BEGIN

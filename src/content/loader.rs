//! Loader for the RON tuning file at startup.

use ron::Options;
use std::fs;
use std::path::Path;

use super::data::PlayerTuningFile;

/// Error type for tuning load failures.
#[derive(Debug)]
pub struct ContentLoadError {
    pub file: String,
    pub message: String,
}

impl std::fmt::Display for ContentLoadError {
    fn fmt(&self, f: &mut std::fmt::Formatter<'_>) -> std::fmt::Result {
        write!(f, "Failed to load {}: {}", self.file, self.message)
    }
}

/// Create RON options with extensions enabled for more flexible parsing.
fn ron_options() -> Options {
    Options::default().with_default_extension(ron::extensions::Extensions::IMPLICIT_SOME)
}

/// Load the player tuning file.
pub fn load_tuning_file(path: &Path) -> Result<PlayerTuningFile, ContentLoadError> {
    let file_name = path.display().to_string();
    let contents = fs::read_to_string(path).map_err(|e| ContentLoadError {
        file: file_name.clone(),
        message: format!("IO error: {}", e),
    })?;

    ron_options()
        .from_str(&contents)
        .map_err(|e| ContentLoadError {
            file: file_name,
            message: format!("Parse error: {}", e),
        })
}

END

• Exercise objective
The line above containing "fn ron_options() ->", the line containing "let contents = fs::read_to_string(path).map_err(|e|", and every line between them are to be transcribed exactly; no other line is wanted.

• Answer
fn ron_options() -> Options {
    Options::default().with_default_extension(ron::extensions::Extensions::IMPLICIT_SOME)
}

/// Load the player tuning file.
pub fn load_tuning_file(path: &Path) -> Result<PlayerTuningFile, ContentLoadError> {
    let file_name = path.display().to_string();
    let contents = fs::read_to_string(path).map_err(|e| ContentLoadError {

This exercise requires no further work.